As Halloween approaches here in the US,the question arises does China have a similar holiday and do they serve tea? The answer is a surprising yes as it turns out. The Hungry Ghost Festival, or Zhong Yuan Ji, is quite similar to the US Halloween, but there are also some big differences.
Hungry Ghost Festival Origins
The Hungary Ghost Festival originates from the Buddhist and Taoist beliefs that the gates to the afterlife open on the first day of 7th month of the Lunar calendar, which usually falls in August but sometimes in July. While the basis of the tradition is in religion, many of the festivals, food, and decorations are based in Chinese folk tradition. This is very similar to Halloween, in that Halloween originated from Celtic folk tradition and was merged by the Catholic church into All Saints Day (a day to honor the dead and atone them of their sins), with the folk traditions of dressing up as a ghost and offering food to visiting spirits still playing a large role in the celebration.
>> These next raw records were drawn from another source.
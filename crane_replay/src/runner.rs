//! Replay runner - drives a session through a history on a virtual clock.

use crate::context::VirtualContext;
use crate::controls::ControlScript;
use crate::exporter::{ExportFrame, ReplayExport};

use crane_core::{AnalyticsStatus, RecordSequence, ReplaySession, SessionConfig};
use crane_env::{ReplayContext, ZoneClassifier};
use serde::{Deserialize, Serialize};
use std::sync::Arc;
use std::time::Duration;
use tracing::{debug, info, warn};

// ============================================================================
// CONFIGURATION
// ============================================================================

#[derive(Debug, Clone, Copy, PartialEq, Serialize, Deserialize)]
#[serde(default)]
pub struct RunnerConfig {
    /// Render-loop rate in Hz (default: 30)
    pub tick_rate_hz: u32,

    /// Hard stop on virtual time in seconds (default: 3600)
    pub max_duration_secs: f64,

    /// Playback speed multiplier applied before starting (default: 1.0)
    pub speed: f64,

    /// Export a frame every N ticks (default: 30)
    pub export_every_ticks: u64,
}

impl Default for RunnerConfig {
    fn default() -> Self {
        Self {
            tick_rate_hz: 30,
            max_duration_secs: 3_600.0,
            speed: 1.0,
            export_every_ticks: 30,
        }
    }
}

// ============================================================================
// SUMMARY
// ============================================================================

/// Results from one replay.
#[derive(Debug, Clone, Serialize)]
pub struct ReplaySummary {
    /// Session identifier
    pub session: String,

    /// Records in the history
    pub records: usize,

    /// Ticks executed
    pub ticks: u64,

    /// Virtual time spent replaying, in seconds
    pub virtual_secs: f64,

    /// Index displayed when the run ended
    pub final_index: usize,

    /// Playback stopped on its own (end of history) rather than by the time cap
    pub finished: bool,

    /// Points in the hook trail
    pub path_points: usize,

    /// Analytics outcome, if analytics were requested
    #[serde(skip_serializing_if = "Option::is_none")]
    pub analytics: Option<AnalyticsStatus>,

    pub loading_zones: usize,
    pub unloading_zones: usize,
    pub concrete_operations: usize,
}

// ============================================================================
// RUNNER
// ============================================================================

/// Replays histories headlessly.
pub struct ReplayRunner {
    config: RunnerConfig,
    session_config: SessionConfig,
    script: ControlScript,
    classifier: Option<Arc<dyn ZoneClassifier>>,
}

impl ReplayRunner {
    pub fn new(config: RunnerConfig, session_config: SessionConfig) -> Self {
        Self {
            config,
            session_config,
            script: ControlScript::default(),
            classifier: None,
        }
    }

    /// Sets the tick rate.
    pub fn with_tick_rate(mut self, hz: u32) -> Self {
        self.config.tick_rate_hz = hz.max(1);
        self
    }

    /// Sets the maximum virtual duration.
    pub fn with_duration(mut self, secs: f64) -> Self {
        self.config.max_duration_secs = secs;
        self
    }

    /// Sets the starting speed.
    pub fn with_speed(mut self, speed: f64) -> Self {
        self.config.speed = speed;
        self
    }

    /// Sets the scripted controls.
    pub fn with_script(mut self, script: ControlScript) -> Self {
        self.script = script;
        self
    }

    /// Enables background analytics with `classifier`.
    pub fn with_classifier(mut self, classifier: Arc<dyn ZoneClassifier>) -> Self {
        self.classifier = Some(classifier);
        self
    }

    /// Replays `records` from the first record until playback stops, the
    /// script is exhausted, and analytics (if any) have settled.
    pub async fn run(
        &self,
        records: RecordSequence,
        mut export: Option<&mut ReplayExport>,
    ) -> ReplaySummary {
        let start_millis = records.get(0).map(|r| r.timestamp_millis).unwrap_or(0);
        let ctx = VirtualContext::starting_at_millis(start_millis);
        let mut session = ReplaySession::headless(self.session_config);
        let mut script = self.script.clone();

        session.load(records);
        info!(
            session = %session.id(),
            records = session.state().record_count,
            speed = self.config.speed,
            "replay starting"
        );

        if let Some(classifier) = &self.classifier {
            session.start_analytics(&ctx, Arc::clone(classifier));
        }

        session.set_speed(self.config.speed);
        session.toggle_play_pause();

        let hz = self.config.tick_rate_hz.max(1);
        let dt = 1.0 / f64::from(hz);
        let max_ticks = (self.config.max_duration_secs.max(0.0) * f64::from(hz)) as u64;
        let export_every = self.config.export_every_ticks.max(1);

        let mut ticks = 0u64;
        let mut finished = false;

        while ticks < max_ticks {
            ctx.advance_time(Duration::from_secs_f64(dt));
            ticks += 1;

            let now = ctx.now();
            for command in script.due(now.as_secs_f64()) {
                command.apply(&mut session);
            }
            session.tick(dt, now);

            // Let the analytics task make progress between frames
            tokio::task::yield_now().await;

            if let Some(export) = export.as_deref_mut() {
                if ticks % export_every == 0 {
                    if let Some(frame) = session.current_frame() {
                        export.add_frame(ExportFrame {
                            tick: ticks,
                            time_sec: now.as_secs_f64(),
                            elapsed_millis: session.clock().elapsed_millis(),
                            frame,
                        });
                    }
                }
            }

            if !session.state().is_playing && script.is_finished() {
                finished = true;
                break;
            }

            if ticks % u64::from(hz) == 0 {
                debug!(
                    t = now.as_secs_f64(),
                    index = session.clock().current_index(),
                    path = session.path().len(),
                    "replay progress"
                );
            }
        }

        if !finished {
            warn!(max_secs = self.config.max_duration_secs, "replay hit the time cap");
        }

        self.settle_analytics(&mut session).await;

        let analytics = session.analytics().cloned();
        if let Some(export) = export {
            export.session = session.id().to_string();
            export.finalize(session.state(), session.path_points(), analytics.clone());
        }

        let state = session.state();
        let result = analytics.as_ref().map(|a| &a.result);
        let summary = ReplaySummary {
            session: session.id().to_string(),
            records: state.record_count,
            ticks,
            virtual_secs: ctx.now().as_secs_f64(),
            final_index: state.current_index,
            finished,
            path_points: session.path().len(),
            analytics: analytics.as_ref().map(|a| a.status.clone()),
            loading_zones: result.map_or(0, |r| r.loading_zones.len()),
            unloading_zones: result.map_or(0, |r| r.unloading_zones.len()),
            concrete_operations: result.map_or(0, |r| r.concrete_operations.len()),
        };

        info!(
            ticks = summary.ticks,
            final_index = summary.final_index,
            finished = summary.finished,
            "replay complete"
        );
        summary
    }

    /// Waits for an outstanding classification, bounded by its own timeout.
    async fn settle_analytics(&self, session: &mut ReplaySession) {
        if !session.analytics_pending() {
            return;
        }

        let grace = Duration::from_millis(self.session_config.analytics.timeout_millis)
            + Duration::from_secs(1);
        let wait = async {
            while !session.poll_analytics() {
                tokio::time::sleep(Duration::from_millis(5)).await;
            }
        };

        if tokio::time::timeout(grace, wait).await.is_err() {
            warn!("analytics never reported back");
        }
    }
}
//! Crane Replay Headless Driver
//!
//! This crate runs a `ReplaySession` end to end without a renderer: it
//! loads a history (from a file or the synthetic site generator), drives
//! the playback clock from a virtual render loop, fires scripted controls,
//! runs zone analytics in the background, and exports what a renderer
//! would have drawn.
//!
//! # Architecture
//!
//! ```text
//! ┌──────────────┐   ┌──────────────┐
//! │   ingest /   │   │ ControlScript│
//! │    synth     │   └──────┬───────┘
//! └──────┬───────┘          │ due(t)
//!        │ RecordSequence   ▼
//!        │           ┌──────────────┐  spawn   ┌───────────────┐
//!        └──────────►│ReplaySession │─────────►│ZoneClassifier │
//!                    │ (crane_core) │◄─────────│  (background) │
//!                    └──────┬───────┘ channel  └───────────────┘
//!                           │ tick(dt, now)
//!                    ┌──────┴───────┐
//!                    │ ReplayRunner │──► ReplayExport (JSON)
//!                    │VirtualContext│
//!                    └──────────────┘
//! ```
//!
//! # Usage
//!
//! ```ignore
//! use crane_replay::{synth, ReplayRunner, RunnerConfig};
//!
//! let records = RecordSequence::new(synth::generate(SynthConfig::default()))?;
//! let summary = ReplayRunner::new(RunnerConfig::default(), SessionConfig::default())
//!     .with_speed(20.0)
//!     .run(records, None)
//!     .await;
//! ```

pub mod config;
pub mod context;
pub mod controls;
pub mod exporter;
pub mod ingest;
pub mod runner;
pub mod synth;

pub use config::{ClassifierKind, ConfigError, ReplayConfig};
pub use context::VirtualContext;
pub use controls::{ControlCommand, ControlScript, ScheduledCommand};
pub use exporter::{ExportFrame, ReplayExport};
pub use ingest::{IngestError, Ingested};
pub use runner::{ReplayRunner, ReplaySummary, RunnerConfig};
pub use synth::{SiteGenerator, SynthConfig};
Hungry Ghost Festival Traditions
There are special traditions marked on the 1st day, the 15th day and the last day of the hungry ghost month. On the 1st day, joss paper is burnt outside of businesses and homes as a way to give the ghosts the money they need during the month on Earth. Joss paper acts as a representation of real money and little piles of ashes can be found all over the streets and at temples during this time. The 15th day of the month is marked as the holiday to feed the ghosts and to honor your deceased family members through a small shrine of pictures in the home, burning of incense near the pictures, and an elaborate meal with empty seats at the table left for the ancestors to sit in on the feast. Food may also be burned during this day so that the ghosts may take it with them into the afterlife. Tea is also burned so that the ghosts have their favorite beverage in the afterlife. The last day of the month is marked through the lighting of paper lanterns, the burning of more food, joss paper, and clothing so that the ghosts may have them in their afterlife, and the family pictures are returned to the shelves and walls. Unlike the Chinese holiday of Qing-Ming in the spring, this festival is less about honoring your ancestors and more about keeping those pesky ghosts from causing too much trouble. Food, beverages (tea especially), and other gifts are left out to feed and entertain the ghosts. Public concerts are held to entertain both the living and the dead and it is quite common to stumble over buckets and baskets of food placed on door steps, at bases of trees and just out on the sidewalk from the beginning of the month till the end of the month. So while we pass out candy to our little ghosts, it is nice to remember how similar human beliefs can be even if they are celebrated in different ways.